Petitioner Marvin Green, while postmaster for Englewood, Colorado, applied in 2008 for a promotion, which he did not get. Believing he was subjected to race discrimination because the successful candidate had less experience and did not submit an application, Green contacted a Postal Service EEO counselor and asked to have his concerns investigated. Thereafter, relations with his supervisors soured. In 2009, he twice went to Postal Service EEO counselors complaining about retaliation. In November 2009, while his claims were under investigation, Green was summoned by his superiors to an “investigative interview,” which was held on December 11, 2009 and attended by agents from the Postal Service’s Office of the Inspector General. There, Green was accused of mismanagement and “intentionally delaying the mail,” which is a crime. He was put on Emergency Placement in Off-Duty Status without pay. After several days of negotiations in which his union participated, an agreement was signed on December 16, 2009 under which Green’s emergency placement ended, and he was allowed to use accumulated leave to compensate him for the suspension time. He was removed from his Englewood position and given the choice between taking a demoted position in Wyoming, 300 miles away, with a $40,000 pay cut, or retiring. Green ultimately submitted his resignation on February 9, 2010, effective March 31. On March 22, he contacted an EEO counselor, 41 days after his February 9 resignation and alleged that, given the choice he was forced to make, he had been constructively discharged.

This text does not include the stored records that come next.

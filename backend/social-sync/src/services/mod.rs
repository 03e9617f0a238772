pub mod counters;
pub mod profiles;

pub use counters::CounterService;
pub use profiles::ProfileDirectory;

Green sued and the District of Colorado court found that his signing the December 16 agreement triggered the 45-day filing period for his constructive discharge claim and thus held it time-barred. The Tenth Circuit affirmed, holding that the filing period for a constructive discharge claim begins to run from the employer’s alleged last discriminatory act that gave rise to the resignation, not from the resignation itself. The Tenth Circuit recognized that other circuits have embraced a different rule, which is that the filing period begins on the date the employee resigns. It also acknowledged that its decision was at odds with the practical reality that a claim for constructive discharge “cannot be submitted before the employee quits his job.” Nonetheless, and concerned that the other circuits’ position would “allow[] the employee to extend the date of accrual indefinitely,” the Tenth Circuit rejected the date-of-resignation rule. Instead, it joined two other circuits to hold that the limitations period is triggered by the “last discriminatory act” of the employer allegedly giving rise to the resignation.

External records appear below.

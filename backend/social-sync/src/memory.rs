//! In-process backend implementing every port
//!
//! Tables are vectors of JSON rows. Inserts get a numeric `id` and a strictly
//! increasing `created_at` when the row has none, unique keys reject
//! duplicates with `23505`, and every insert or delete fans out to matching
//! realtime subscribers. Failures can be injected one call at a time.

use crate::config::TableNames;
use crate::context::Ports;
use crate::domain::{CurrentUser, EntityId, MediaFile, OutgoingNotification, Profile};
use crate::ports::{
    AuthProvider, ChangeEvent, ChangeKind, Filter, MediaUploader, NotificationSender, Order,
    RealtimeChannel, RelationalStore, Row, StoreError, StoreResult, Subscription,
    SubscriptionHandle, SubscriptionSpec,
};
use crate::schema::fixed::{self, notification_row};
use async_trait::async_trait;
use chrono::{DateTime, Duration, DurationRound, SecondsFormat, Utc};
use parking_lot::Mutex;
use serde_json::Value;
use std::collections::{HashMap, HashSet};
use std::sync::Arc;
use tokio::sync::{mpsc, oneshot};
use tracing::debug;

/// Store operation a failure can be injected into
#[derive(Debug, Clone, Copy, PartialEq, Eq, Hash)]
pub enum FailOp {
    Select,
    Insert,
    Update,
    Delete,
    Upsert,
}

struct Subscriber {
    specs: Vec<SubscriptionSpec>,
    sender: mpsc::UnboundedSender<ChangeEvent>,
}

/// Stored upload
#[derive(Debug, Clone, PartialEq, Eq)]
pub struct StoredUpload {
    pub bucket: String,
    pub path: String,
    pub file: MediaFile,
}

#[derive(Default)]
struct State {
    tables: HashMap<String, Vec<Row>>,
    unique_keys: HashMap<String, Vec<String>>,
    dropped: HashSet<String>,
    failures: HashMap<(String, FailOp), String>,
    holds: HashMap<(String, FailOp), oneshot::Receiver<()>>,
    upload_failure: Option<String>,
    notification_failure: Option<String>,
    subscribers: HashMap<SubscriptionHandle, Subscriber>,
    sent: Vec<OutgoingNotification>,
    uploads: Vec<StoredUpload>,
    next_id: i64,
    last_created: Option<DateTime<Utc>>,
}

impl State {
    fn check(&mut self, table: &str, op: FailOp) -> StoreResult<()> {
        if let Some(message) = self.failures.remove(&(table.to_string(), op)) {
            return Err(StoreError::new(message));
        }
        if self.dropped.contains(table) {
            return Err(StoreError::with_code(
                format!("relation \"public.{table}\" does not exist"),
                "42P01",
            ));
        }
        Ok(())
    }

    /// Strictly increasing at the millisecond precision rows are written with
    fn next_created_at(&mut self) -> String {
        let now = Utc::now();
        let now = now.duration_trunc(Duration::milliseconds(1)).unwrap_or(now);
        let created = match self.last_created {
            Some(last) if last >= now => last + Duration::milliseconds(1),
            _ => now,
        };
        self.last_created = Some(created);
        created.to_rfc3339_opts(SecondsFormat::Millis, true)
    }

    fn stamp(&mut self, mut row: Row) -> Row {
        if !row.get(fixed::ID).is_some_and(|v| !v.is_null()) {
            self.next_id += 1;
            row.insert(fixed::ID.into(), Value::from(self.next_id));
        }
        if !row.get(fixed::CREATED_AT).is_some_and(|v| !v.is_null()) {
            let created = self.next_created_at();
            row.insert(fixed::CREATED_AT.into(), Value::String(created));
        }
        row
    }

    fn key_filter(columns: &[String], row: &Row) -> Filter {
        columns.iter().fold(Filter::new(), |filter, column| {
            filter.eq(column.clone(), row.get(column).cloned().unwrap_or(Value::Null))
        })
    }

    fn violates_unique(&self, table: &str, row: &Row) -> bool {
        let rows = self.tables.get(table);
        let mut keys = vec![vec![fixed::ID.to_string()]];
        if let Some(columns) = self.unique_keys.get(table) {
            keys.push(columns.clone());
        }
        keys.iter().any(|columns| {
            let filter = Self::key_filter(columns, row);
            rows.is_some_and(|rows| rows.iter().any(|existing| filter.matches(existing)))
        })
    }

    fn insert(&mut self, table: &str, row: Row) -> StoreResult<Row> {
        let row = self.stamp(row);
        if self.violates_unique(table, &row) {
            return Err(StoreError::with_code(
                format!("duplicate key value violates unique constraint \"{table}_key\""),
                "23505",
            ));
        }
        self.tables
            .entry(table.to_string())
            .or_default()
            .push(row.clone());
        self.fan_out(&ChangeEvent {
            table: table.to_string(),
            kind: ChangeKind::Insert,
            row: row.clone(),
        });
        Ok(row)
    }

    fn fan_out(&mut self, event: &ChangeEvent) {
        self.subscribers.retain(|handle, subscriber| {
            if !subscriber.specs.iter().any(|spec| spec.accepts(event)) {
                return true;
            }
            let delivered = subscriber.sender.send(event.clone()).is_ok();
            if !delivered {
                debug!(handle = %handle.0, "Dropping closed subscriber");
            }
            delivered
        });
    }
}

/// In-process implementation of every collaborator port
#[derive(Default)]
pub struct MemoryBackend {
    state: Mutex<State>,
}

impl MemoryBackend {
    /// Empty backend with the unique keys of the default table names
    pub fn new() -> Arc<Self> {
        let tables = TableNames::default();
        let backend = Arc::new(Self::default());
        backend.set_unique_key(&tables.post_likes, &[fixed::POST_ID, fixed::USER_ID]);
        backend.set_unique_key(&tables.comment_likes, &[fixed::COMMENT_ID, fixed::USER_ID]);
        backend.set_unique_key(
            &tables.conversation_participants,
            &[fixed::CONVERSATION_ID, fixed::USER_ID],
        );
        backend
    }

    /// Ports acting as `user`; `None` means signed out
    pub fn ports(self: &Arc<Self>, user: Option<CurrentUser>) -> Ports {
        Ports {
            auth: Arc::new(MemoryAuth { user }),
            store: self.clone(),
            realtime: self.clone(),
            media: self.clone(),
            notifier: self.clone(),
        }
    }

    /// Create the profile row (once) and return the matching signed-in user
    pub fn register_user(&self, id: &str, name: &str) -> CurrentUser {
        let id = EntityId::from(id);
        let profiles = TableNames::default().profiles;
        let known = self
            .rows(&profiles)
            .iter()
            .any(|row| Filter::new().eq(fixed::ID, id.to_value()).matches(row));
        if !known {
            let mut row = Row::new();
            row.insert(fixed::ID.into(), id.to_value());
            row.insert("full_name".into(), Value::String(name.to_string()));
            self.seed(&profiles, vec![row]);
        }
        CurrentUser {
            profile: Some(Profile {
                display_name: Some(name.to_string()),
                ..Profile::new(id.clone())
            }),
            id,
        }
    }

    pub fn set_unique_key(&self, table: &str, columns: &[&str]) {
        self.state.lock().unique_keys.insert(
            table.to_string(),
            columns.iter().map(|c| c.to_string()).collect(),
        );
    }

    /// Insert rows without notifying subscribers
    pub fn seed(&self, table: &str, rows: Vec<Row>) -> Vec<Row> {
        let mut state = self.state.lock();
        state.dropped.remove(table);
        let stamped: Vec<Row> = rows.into_iter().map(|row| state.stamp(row)).collect();
        state
            .tables
            .entry(table.to_string())
            .or_default()
            .extend(stamped.iter().cloned());
        stamped
    }

    pub fn rows(&self, table: &str) -> Vec<Row> {
        self.state
            .lock()
            .tables
            .get(table)
            .cloned()
            .unwrap_or_default()
    }

    /// Make `table` behave as if it did not exist
    pub fn drop_table(&self, table: &str) {
        let mut state = self.state.lock();
        state.tables.remove(table);
        state.dropped.insert(table.to_string());
    }

    /// Fail the next `op` on `table` with `message`
    pub fn fail_next(&self, table: &str, op: FailOp, message: &str) {
        self.state
            .lock()
            .failures
            .insert((table.to_string(), op), message.to_string());
    }

    /// Park the next `op` on `table` until the returned sender fires or drops
    pub fn hold_next(&self, table: &str, op: FailOp) -> oneshot::Sender<()> {
        let (release, held) = oneshot::channel();
        self.state.lock().holds.insert((table.to_string(), op), held);
        release
    }

    async fn wait_if_held(&self, table: &str, op: FailOp) {
        let held = self.state.lock().holds.remove(&(table.to_string(), op));
        if let Some(held) = held {
            let _ = held.await;
        }
    }

    pub fn fail_next_upload(&self, message: &str) {
        self.state.lock().upload_failure = Some(message.to_string());
    }

    pub fn fail_next_notification(&self, message: &str) {
        self.state.lock().notification_failure = Some(message.to_string());
    }

    /// Deliver an event to matching subscribers without touching the tables
    pub fn push_event(&self, event: ChangeEvent) {
        self.state.lock().fan_out(&event);
    }

    pub fn subscriber_count(&self) -> usize {
        self.state.lock().subscribers.len()
    }

    pub fn sent_notifications(&self) -> Vec<OutgoingNotification> {
        self.state.lock().sent.clone()
    }

    pub fn uploads(&self) -> Vec<StoredUpload> {
        self.state.lock().uploads.clone()
    }
}

struct MemoryAuth {
    user: Option<CurrentUser>,
}

#[async_trait]
impl AuthProvider for MemoryAuth {
    async fn current_user(&self) -> StoreResult<Option<CurrentUser>> {
        Ok(self.user.clone())
    }
}

#[async_trait]
impl RelationalStore for MemoryBackend {
    async fn select(
        &self,
        table: &str,
        filter: &Filter,
        order: Option<&Order>,
        limit: Option<usize>,
    ) -> StoreResult<Vec<Row>> {
        self.wait_if_held(table, FailOp::Select).await;
        let mut state = self.state.lock();
        state.check(table, FailOp::Select)?;
        let mut rows: Vec<Row> = state
            .tables
            .get(table)
            .map(|rows| rows.iter().filter(|row| filter.matches(row)).cloned().collect())
            .unwrap_or_default();
        if let Some(order) = order {
            rows.sort_by(|a, b| order.compare(a, b));
        }
        if let Some(limit) = limit {
            rows.truncate(limit);
        }
        Ok(rows)
    }

    async fn insert(&self, table: &str, row: Row) -> StoreResult<Row> {
        self.wait_if_held(table, FailOp::Insert).await;
        let mut state = self.state.lock();
        state.check(table, FailOp::Insert)?;
        state.insert(table, row)
    }

    async fn update(&self, table: &str, filter: &Filter, patch: Row) -> StoreResult<()> {
        self.wait_if_held(table, FailOp::Update).await;
        let mut state = self.state.lock();
        state.check(table, FailOp::Update)?;
        if let Some(rows) = state.tables.get_mut(table) {
            for row in rows.iter_mut().filter(|row| filter.matches(row)) {
                for (column, value) in &patch {
                    row.insert(column.clone(), value.clone());
                }
            }
        }
        Ok(())
    }

    async fn delete(&self, table: &str, filter: &Filter) -> StoreResult<()> {
        self.wait_if_held(table, FailOp::Delete).await;
        let mut state = self.state.lock();
        state.check(table, FailOp::Delete)?;
        let removed: Vec<Row> = match state.tables.get_mut(table) {
            Some(rows) => {
                let (removed, kept): (Vec<Row>, Vec<Row>) = std::mem::take(rows)
                    .into_iter()
                    .partition(|row| filter.matches(row));
                *rows = kept;
                removed
            }
            None => Vec::new(),
        };
        for row in removed {
            state.fan_out(&ChangeEvent {
                table: table.to_string(),
                kind: ChangeKind::Delete,
                row,
            });
        }
        Ok(())
    }

    async fn upsert(&self, table: &str, row: Row, conflict_key: &[&str]) -> StoreResult<Row> {
        self.wait_if_held(table, FailOp::Upsert).await;
        let mut state = self.state.lock();
        state.check(table, FailOp::Upsert)?;
        let columns: Vec<String> = conflict_key.iter().map(|c| c.to_string()).collect();
        let filter = State::key_filter(&columns, &row);
        if let Some(existing) = state
            .tables
            .get_mut(table)
            .and_then(|rows| rows.iter_mut().find(|r| filter.matches(r)))
        {
            for (column, value) in row {
                existing.insert(column, value);
            }
            return Ok(existing.clone());
        }
        state.insert(table, row)
    }
}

NELA’s amicus brief requests that the Tenth Circuit be reversed, and as a “friend of the court” alerts the Court to other existing circuit conflicts regarding constructive discharge jurisprudence. Although the circuit conflicts are not at issue here, NELA wrote to caution the Court not to use language inadvertently that would resolve those issues or suggest to the lower courts how they should be resolved. The brief begins by emphasizing that the Tenth Circuit acknowledged that the plaintiff’s resignation is an element of a constructive discharge claim, which is largely dispositive of the issue before the Court. Absent unusual circumstances, the limitations period for a claim does not begin to run until all the elements of the claim exist. There is no persuasive reason for departing in this case from that normal rule.

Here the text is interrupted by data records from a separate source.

use super::id::EntityId;
use chrono::{DateTime, Utc};
use serde::{Deserialize, Serialize};
use serde_json::{Map, Value};

/// Post entity - canonical shape regardless of the posts table's column names
#[derive(Debug, Clone, PartialEq, Serialize, Deserialize)]
pub struct Post {
    pub id: EntityId,
    pub author_id: Option<EntityId>,
    pub text: String,
    pub media_url: Option<String>,
    pub created_at: Option<DateTime<Utc>>,
    /// True while the post only exists optimistically
    #[serde(default)]
    pub pending: bool,
}

impl Post {
    pub fn is_authored_by(&self, user_id: &EntityId) -> bool {
        self.author_id.as_ref() == Some(user_id)
    }
}

/// A post needs text or media; whitespace-only text counts as empty
pub fn has_post_content(text: &str, media_url: Option<&str>) -> bool {
    !text.trim().is_empty() || media_url.is_some_and(|m| !m.trim().is_empty())
}

/// Like entity - a user liking a post (or a comment)
#[derive(Debug, Clone, PartialEq, Eq, Serialize, Deserialize)]
pub struct Like {
    pub target_id: EntityId,
    pub user_id: EntityId,
}

/// Comment entity - a comment or a one-level reply on a post
#[derive(Debug, Clone, PartialEq, Serialize, Deserialize)]
pub struct Comment {
    pub id: EntityId,
    pub post_id: Option<EntityId>,
    pub author_id: Option<EntityId>,
    pub text: String,
    pub parent_id: Option<EntityId>,
    pub created_at: Option<DateTime<Utc>>,
    #[serde(default)]
    pub pending: bool,
}

impl Comment {
    pub fn is_authored_by(&self, user_id: &EntityId) -> bool {
        self.author_id.as_ref() == Some(user_id)
    }
}

/// Denormalized profile projection used for display
#[derive(Debug, Clone, PartialEq, Serialize, Deserialize)]
pub struct Profile {
    pub id: EntityId,
    pub display_name: Option<String>,
    pub avatar_url: Option<String>,
    pub rank: Option<String>,
    pub country: Option<String>,
}

impl Profile {
    /// Profile with only its id known
    pub fn new(id: EntityId) -> Self {
        Self {
            id,
            display_name: None,
            avatar_url: None,
            rank: None,
            country: None,
        }
    }
}

/// Authenticated session user
#[derive(Debug, Clone, PartialEq, Serialize, Deserialize)]
pub struct CurrentUser {
    pub id: EntityId,
    pub profile: Option<Profile>,
}

/// Private 1:1 conversation
#[derive(Debug, Clone, PartialEq, Eq, Serialize, Deserialize)]
pub struct Conversation {
    pub id: EntityId,
    pub participants: [EntityId; 2],
}

impl Conversation {
    pub fn includes(&self, user_id: &EntityId) -> bool {
        self.participants.contains(user_id)
    }

    /// The participant that isn't `user_id`
    pub fn peer_of(&self, user_id: &EntityId) -> Option<&EntityId> {
        match &self.participants {
            [a, b] if a == user_id => Some(b),
            [a, b] if b == user_id => Some(a),
            _ => None,
        }
    }
}

/// Where a chat message lives
#[derive(Debug, Clone, PartialEq, Eq, Hash, Serialize, Deserialize)]
pub enum ChatScope {
    /// Global broadcast room
    Community,
    /// Private conversation
    Conversation(EntityId),
}

/// Community or private chat message
///
/// Community messages have no read state and report `is_read = true`.
#[derive(Debug, Clone, PartialEq, Serialize, Deserialize)]
pub struct Message {
    pub id: EntityId,
    pub scope: ChatScope,
    pub sender_id: Option<EntityId>,
    pub text: String,
    pub created_at: Option<DateTime<Utc>>,
    pub is_read: bool,
    #[serde(default)]
    pub pending: bool,
}

/// Notification type tag
#[derive(Debug, Clone, Copy, PartialEq, Eq, Serialize, Deserialize)]
#[serde(rename_all = "snake_case")]
pub enum NotificationKind {
    Alert,
    MessageRequest,
}

impl NotificationKind {
    pub fn as_str(self) -> &'static str {
        match self {
            NotificationKind::Alert => "alert",
            NotificationKind::MessageRequest => "message_request",
        }
    }

    pub fn parse(value: &str) -> Self {
        match value {
            "message_request" => NotificationKind::MessageRequest,
            _ => NotificationKind::Alert,
        }
    }
}

/// System-to-user notification
#[derive(Debug, Clone, PartialEq, Serialize, Deserialize)]
pub struct Notification {
    pub id: EntityId,
    pub recipient_id: EntityId,
    pub title: String,
    pub body: String,
    pub metadata: Map<String, Value>,
    pub kind: NotificationKind,
    pub is_read: bool,
    pub created_at: Option<DateTime<Utc>>,
}

impl Notification {
    /// Sender recorded in a message request's metadata
    pub fn sender_id(&self) -> Option<EntityId> {
        self.metadata.get("sender_id").and_then(EntityId::from_value)
    }
}

/// Notification handed to the notification sender
#[derive(Debug, Clone, PartialEq, Serialize, Deserialize)]
pub struct OutgoingNotification {
    pub recipient_id: EntityId,
    pub title: String,
    pub body: String,
    pub metadata: Map<String, Value>,
    pub kind: NotificationKind,
}

/// File handed to the media uploader
#[derive(Debug, Clone, PartialEq, Eq)]
pub struct MediaFile {
    pub file_name: String,
    pub content_type: String,
    pub bytes: Vec<u8>,
}

impl MediaFile {
    pub fn new(
        file_name: impl Into<String>,
        content_type: impl Into<String>,
        bytes: Vec<u8>,
    ) -> Self {
        Self {
            file_name: file_name.into(),
            content_type: content_type.into(),
            bytes,
        }
    }
}

#[cfg(test)]
mod tests {
    use super::*;

    #[test]
    fn new_profile_carries_only_its_id() {
        let profile = Profile::new(EntityId::from("u1"));
        assert_eq!(profile.id, EntityId::from("u1"));
        assert_eq!(profile.display_name, None);
        assert_eq!(profile.avatar_url, None);
    }
}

NELA’s brief then advises the Court about the important circuit conflicts regarding other elements of a constructive discharge claim not implicated in this case. In particular, the brief details the disagreement among the courts of appeals about whether a plaintiff must prove that the employer intended to force the worker to resign. The brief also points out appellate courts differ regarding whether a plaintiff is required, prior to resigning, to complain to some company official—other than the particular official who violated Title VII—about the violation triggering the resignation. Because these issues are not presented by this case, the Court was requested to avoid language which the lower courts might misunderstand as addressing either of these circuit conflicts.
NELA member Professor Eric Schnapper, University of Washington School of Law, Seattle, WA drafted the amicus brief, which was generously reviewed by NELA members Paul W. Mollica, Outten & Golden, LLP, Chicago, IL, and Richard T. Seymour, Law Office of Richard T. Seymour, PLLC, Washington, DC. Petitioner Green was represented below by NELA member John Mosby, Law Office of John Mosby, Denver, CO, Marilyn Cain Gordon, Denver, CO, and Elisa Moran, Washington, DC. He is represented in the Supreme Court by Brian Wolfman, Stanford Law School, Supreme Court Litigation Clinic, Stanford, CA.